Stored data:
* * * * * * * * *
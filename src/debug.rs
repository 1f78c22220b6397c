//! Bytecode disassembler.
//!
//! Renders instructions using the normative opcode numbering: the operand
//! width comes from the opcode byte's top two bits, and `Closure`
//! instructions are followed by their upvalue descriptors. Values print in
//! their primitive form only; disassembly never calls managed code.

use std::fmt::Write;

use crate::chunk::{Chunk, OpCode};
use crate::heap::{Heap, HeapData};
use crate::value::Value;

pub(crate) fn disassemble_chunk(chunk: &Chunk, heap: &Heap, name: &str) -> String {
    let mut out = format!("== {name} ==\n");
    let mut offset = 0;
    while offset < chunk.code.len() {
        let (line, next) = disassemble_instruction(chunk, heap, offset);
        out.push_str(&line);
        out.push('\n');
        offset = next;
    }
    out
}

/// One instruction; returns its rendering and the next offset.
pub(crate) fn disassemble_instruction(chunk: &Chunk, heap: &Heap, offset: usize) -> (String, usize) {
    let mut out = String::new();
    let line = chunk.line_for_offset(offset);
    let same_line = offset > 0 && chunk.line_for_offset(offset - 1) == line;
    if same_line {
        let _ = write!(out, "{offset:04}    | ");
    } else {
        let _ = write!(out, "{offset:04} {line:4} ");
    }

    let byte = chunk.code[offset];
    let Some(op) = OpCode::from_repr(byte) else {
        let _ = write!(out, "<unknown {byte:#04x}>");
        return (out, offset + 1);
    };

    let width = op.operand_width();
    let mut operand = 0usize;
    for i in 0..width {
        operand = operand << 8 | usize::from(chunk.code[offset + 1 + i]);
    }
    let mut next = offset + 1 + width;

    match width {
        0 => {
            let _ = write!(out, "{op}");
        }
        2 => {
            // Jump targets display resolved against the following offset.
            let target = match op {
                OpCode::Loop => next - operand,
                _ => next + operand,
            };
            let _ = write!(out, "{op} {operand} (to {target})");
        }
        _ => {
            let _ = write!(out, "{op} {operand}");
            if matches!(
                op,
                OpCode::Constant
                    | OpCode::ConstantLong
                    | OpCode::Closure
                    | OpCode::ClosureLong
                    | OpCode::GetGlobal
                    | OpCode::GetGlobalLong
                    | OpCode::SetGlobal
                    | OpCode::SetGlobalLong
                    | OpCode::DefineGlobal
                    | OpCode::DefineGlobalLong
                    | OpCode::GetProperty
                    | OpCode::GetPropertyLong
                    | OpCode::SetProperty
                    | OpCode::SetPropertyLong
                    | OpCode::Method
                    | OpCode::MethodLong
                    | OpCode::Import
                    | OpCode::ImportLong
                    | OpCode::ImportFrom
                    | OpCode::ImportFromLong
            ) {
                if let Some(&constant) = chunk.constants.get(operand) {
                    let _ = write!(out, " {}", value_brief(heap, constant));
                }
            }
        }
    }

    // Closure instructions trail their upvalue descriptors.
    if matches!(op, OpCode::Closure | OpCode::ClosureLong) {
        if let Some(Value::Ref(id)) = chunk.constants.get(operand).copied() {
            if let HeapData::Function(f) = heap.get(id) {
                for _ in 0..f.upvalue_count {
                    let flags = chunk.code[next];
                    let index_width = if flags & 2 != 0 { 3 } else { 1 };
                    let mut index = 0usize;
                    for j in 0..index_width {
                        index = index << 8 | usize::from(chunk.code[next + 1 + j]);
                    }
                    next += 1 + index_width;
                    let kind = if flags & 1 != 0 { "local" } else { "upvalue" };
                    let _ = write!(out, " [{kind} {index}]");
                }
            }
        }
    }

    (out, next)
}

/// Primitive-only value rendering for operand annotations.
fn value_brief(heap: &Heap, v: Value) -> String {
    match v {
        Value::None => "None".to_string(),
        Value::Bool(b) => if b { "True" } else { "False" }.to_string(),
        Value::Int(i) => i.to_string(),
        Value::Float(f) => crate::vm::format_float(f),
        Value::Kwargs(n) => format!("<kwargs {n}>"),
        Value::Handler(h) => format!("<handler {:?}@{}>", h.kind, h.target),
        Value::Ref(id) => match heap.get(id) {
            HeapData::Str(s) => crate::objects::string_repr(s.as_str()),
            HeapData::Function(f) => {
                let name = f
                    .name
                    .map(|n| heap.str_content(n).to_string())
                    .unwrap_or_else(|| "<anonymous>".to_string());
                format!("<function {name}>")
            }
            other => format!("<{}>", other.kind_name()),
        },
    }
}

#[cfg(test)]
mod tests {
    use super::*;
    use crate::chunk::Chunk;

    #[test]
    fn short_and_long_constants_disassemble_alike() {
        let heap = Heap::new();
        let mut chunk = Chunk::new();
        for i in 0..300 {
            chunk.add_constant(Value::Int(i));
        }
        chunk.write_operand_op(OpCode::Constant, 255, 1);
        chunk.write_operand_op(OpCode::Constant, 256, 1);
        chunk.write_op(OpCode::Return, 1);

        let (first, next) = disassemble_instruction(&chunk, &heap, 0);
        assert!(first.contains("Constant 255"));
        let (second, next) = disassemble_instruction(&chunk, &heap, next);
        assert!(second.contains("ConstantLong 256"));
        let (third, _) = disassemble_instruction(&chunk, &heap, next);
        assert!(third.contains("Return"));
    }
}
macro_rules! compile_error_tests {
    ($($name:ident: $code:expr, $needle:expr;)*) => {
        $(
            paste::item! {
                #[test]
                fn [< compile_error_ $name >]() {
                    let mut vm = Vm::new(VmFlags::default());
                    match vm.compile($code, "<test>") {
                        Ok(_) => panic!("expected a compile error for {:?}", $code),
                        Err(e) => {
                            let display = e.to_string();
                            assert!(
                                display.contains($needle),
                                "expected {:?} in {:?}",
                                $needle,
                                display
                            );
                        }
                    }
                }
            }
        )*
    }
}

compile_error_tests! {
    stray_character: "let x = $", "Unexpected";
    unterminated_string: "let x = 'abc", "Unterminated";
    assignment_to_literal: "1 = 2", "assignment";
    duplicate_local: "def f():\n    let x = 1\n    let x = 2", "Duplicate";
    yield_at_module_level: "yield 1", "yield";
    return_value_in_init: "class C:\n    def __init__(self):\n        return 5", "__init__";
    del_local: "def f():\n    let x = 1\n    del x", "del";
    mixed_collectors: "def f(**kw, *args): return 0", "Syntax";
}

// ---------------------------------------------------------------------
// Modules
// ---------------------------------------------------------------------

#[test]
fn import_from_search_path() {
    let code = "import kuroko\nkuroko.module_paths.append('tests/fixtures/')\nimport shapes\nprint(shapes.area(2))\nfrom shapes import TAU as t\nprint(t)";
    assert_eq!(run(code), "24\n6\n");
}

#[test]
fn module_namespace_is_separate() {
    let code = "import kuroko\nkuroko.module_paths.append('tests/fixtures/')\nTAU = 99\nimport shapes\nprint(shapes.TAU, TAU)";
    assert_eq!(run(code), "6 99\n");
}

// ---------------------------------------------------------------------
// GC behavior under stress
// ---------------------------------------------------------------------

fn run_stressed(code: &str) -> String {
    let mut vm = Vm::new(VmFlags {
        stress_gc: true,
        ..VmFlags::default()
    });
    vm.capture_output();
    match vm.interpret(code, "<stress>") {
        Ok(_) => vm.take_output(),
        Err(e) => panic!("unexpected error under gc stress: {e}"),
    }
}

#[test]
fn stress_gc_preserves_live_data() {
    let code = "let keep = []\nfor i in range(50):\n    keep.append('x' * 5 + str(i))\nprint(len(keep), keep[0], keep[49])";
    assert_eq!(run_stressed(code), "50 xxxxx0 xxxxx49\n");
}

#[test]
fn stress_gc_with_closures_and_classes() {
    let code = "class Node:\n    def __init__(self, v): self.v = v\ndef make(v):\n    let n = Node(v)\n    def get():\n        return n.v\n    return get\nlet fns = [make(i) for i in range(10)]\nprint(fns[0](), fns[9]())";
    assert_eq!(run_stressed(code), "0 9\n");
}

#[test]
fn explicit_collect_keeps_reachable() {
    let mut vm = Vm::new(VmFlags::default());
    vm.capture_output();
    vm.interpret("let data = [1, 2, 3]", "<t>").unwrap();
    vm.collect();
    vm.collect();
    vm.interpret("print(data)", "<t>").unwrap();
    assert_eq!(vm.take_output(), "[1, 2, 3]\n");
}

// ---------------------------------------------------------------------
// Embedding API
// ---------------------------------------------------------------------

#[test]
fn call_value_from_embedding() {
    let mut vm = Vm::new(VmFlags::default());
    vm.interpret("def add(a, b): return a + b", "<t>").unwrap();
    let function = vm.get_global("add").expect("defined above");
    let result = vm
        .call(function, vec![kuroko::Value::Int(2), kuroko::Value::Int(3)])
        .unwrap();
    assert_eq!(result, kuroko::Value::Int(5));
}

#[test]
fn repr_round_trips_primitives() {
    let mut vm = Vm::new(VmFlags::default());
    vm.capture_output();
    let code = "print(repr(None), repr(True), repr(3), repr(2.5), repr('a\\'b'))";
    vm.interpret(code, "<t>").unwrap();
    assert_eq!(vm.take_output(), "None True 3 2.5 \"a'b\"\n");
}

#[test]
fn interned_strings_share_identity() {
    let mut vm = Vm::new(VmFlags::default());
    let a = vm.copy_string("hello world");
    let b = vm.copy_string("hello world");
    assert_eq!(a, b);
    vm.capture_output();
    vm.interpret("print('ab' + 'c' is 'a' + 'bc')", "<t>").unwrap();
    assert_eq!(vm.take_output(), "True\n");
}

#[test]
fn call_trace_records_returns() {
    let mut vm = Vm::new(VmFlags::default());
    vm.capture_output();
    vm.start_call_trace();
    vm.interpret("def f():\n    return 1\nf()", "<t>").unwrap();
    let trace = vm.take_call_trace();
    let line = trace.lines().next().expect("one call returned");
    let fields: Vec<&str> = line.split(' ').collect();
    assert_eq!(fields.len(), 7, "line: {line:?}");
    assert_eq!(&fields[..2], ["<t>", "<module>"]);
    assert_eq!(&fields[3..5], ["<t>", "f"]);
    assert!(fields[6].parse::<u128>().is_ok());
}

#[test]
fn compile_is_idempotent() {
    let source = "def f(a, b=1):\n    return a + b\nclass C:\n    def m(self): return f(1)\n";
    let mut vm = Vm::new(VmFlags::default());
    let first = vm.compile(source, "<t>").unwrap();
    let first_disasm = vm.disassemble(first).unwrap();
    let second = vm.compile(source, "<t>").unwrap();
    let second_disasm = vm.disassemble(second).unwrap();
    assert_eq!(first_disasm, second_disasm);
}
//! The exception class hierarchy.
//!
//! Exceptions are ordinary instances: a class from the hierarchy built here,
//! with `arg` holding the message and `file`/`func`/`lineno` filled in by
//! the raise path. `Exception` carries the shared `__init__`, `__repr__`
//! and `__str__`; every concrete exception class just inherits them.

use crate::heap::{Heap, HeapData, HeapId};
use crate::objects::ClassObj;
use crate::value::Value;
use crate::vm::{ExceptionClasses, Vm, VmResult};

/// Allocates the class objects; methods are attached in [`install`].
pub(crate) fn create_classes(heap: &mut Heap, object_class: HeapId) -> ExceptionClasses {
    let mut class = |heap: &mut Heap, name: &str, base: HeapId| {
        let name_id = heap.intern(name);
        heap.allocate(HeapData::Class(ClassObj::new(name_id, Some(base))))
    };

    let base = class(heap, "Exception", object_class);
    ExceptionClasses {
        base,
        syntax_error: class(heap, "SyntaxError", base),
        type_error: class(heap, "TypeError", base),
        value_error: class(heap, "ValueError", base),
        name_error: class(heap, "NameError", base),
        attribute_error: class(heap, "AttributeError", base),
        index_error: class(heap, "IndexError", base),
        key_error: class(heap, "KeyError", base),
        argument_error: class(heap, "ArgumentError", base),
        import_error: class(heap, "ImportError", base),
        not_implemented_error: class(heap, "NotImplementedError", base),
        zero_division_error: class(heap, "ZeroDivisionError", base),
        overflow_error: class(heap, "OverflowError", base),
        stop_iteration: class(heap, "StopIteration", base),
    }
}

/// Binds the shared natives and publishes every class into builtins.
pub(crate) fn install(vm: &mut Vm) {
    let exceptions = vm.exceptions;
    vm.define_native(exceptions.base, ".__init__", exc_init);
    vm.define_native(exceptions.base, ".__repr__", exc_repr);
    vm.define_native(exceptions.base, ".__str__", exc_repr);

    for class in exceptions.ids() {
        vm.finalize_class(class);
        let name = vm.class_name(class);
        let text = vm.heap.str_content(name).to_string();
        let builtins = vm.builtins;
        vm.set_field(builtins, &text, Value::Ref(class));
    }
}

fn exc_init(vm: &mut Vm, args: &[Value], _has_kwargs: bool) -> VmResult<Value> {
    let this = args[0];
    if let Some(instance) = this.as_ref_id() {
        let arg = args.get(1).copied().unwrap_or(Value::None);
        vm.set_field(instance, "arg", arg);
    }
    Ok(this)
}

fn exc_repr(vm: &mut Vm, args: &[Value], _has_kwargs: bool) -> VmResult<Value> {
    let this = args[0];
    let class_name = {
        let class = vm.class_of(this);
        vm.heap.str_content(vm.class_name(class)).to_string()
    };
    let arg = this
        .as_ref_id()
        .and_then(|instance| vm.get_field(instance, "arg"))
        .unwrap_or(Value::None);
    let rendered = match arg {
        Value::None => format!("{class_name}()"),
        Value::Ref(id) => {
            if let HeapData::Str(s) = vm.heap.get(id) {
                let quoted = crate::objects::string_repr(s.as_str());
                format!("{class_name}({quoted})")
            } else {
                let inner = vm.repr_value(arg)?;
                format!("{class_name}({inner})")
            }
        }
        other => {
            let inner = vm.repr_value(other)?;
            format!("{class_name}({inner})")
        }
    };
    Ok(Value::Ref(vm.heap.take_string(rendered)))
}

/// Convenience used by the iteration machinery: a `StopIteration` carrying
/// the generator's return value.
pub(crate) fn stop_iteration_with_value(vm: &mut Vm, value: Value) -> crate::vm::Raised {
    let raised = vm.runtime_error(vm.exceptions.stop_iteration, String::new());
    if let Some(Value::Ref(instance)) = vm.thread.current_exception {
        vm.set_field(instance, "value", value);
        // An empty message reads better as a bare StopIteration.
        let none_key = vm.heap.intern("arg");
        vm.set_field_by_id(instance, none_key, Value::None);
    }
    raised
}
* * * * * * * * *
— To do —
Could you filter the entries above for lines holding the string "quoted" and copy them?

— Exercise result —
                let quoted = crate::objects::string_repr(s.as_str());
                format!("{class_name}({quoted})")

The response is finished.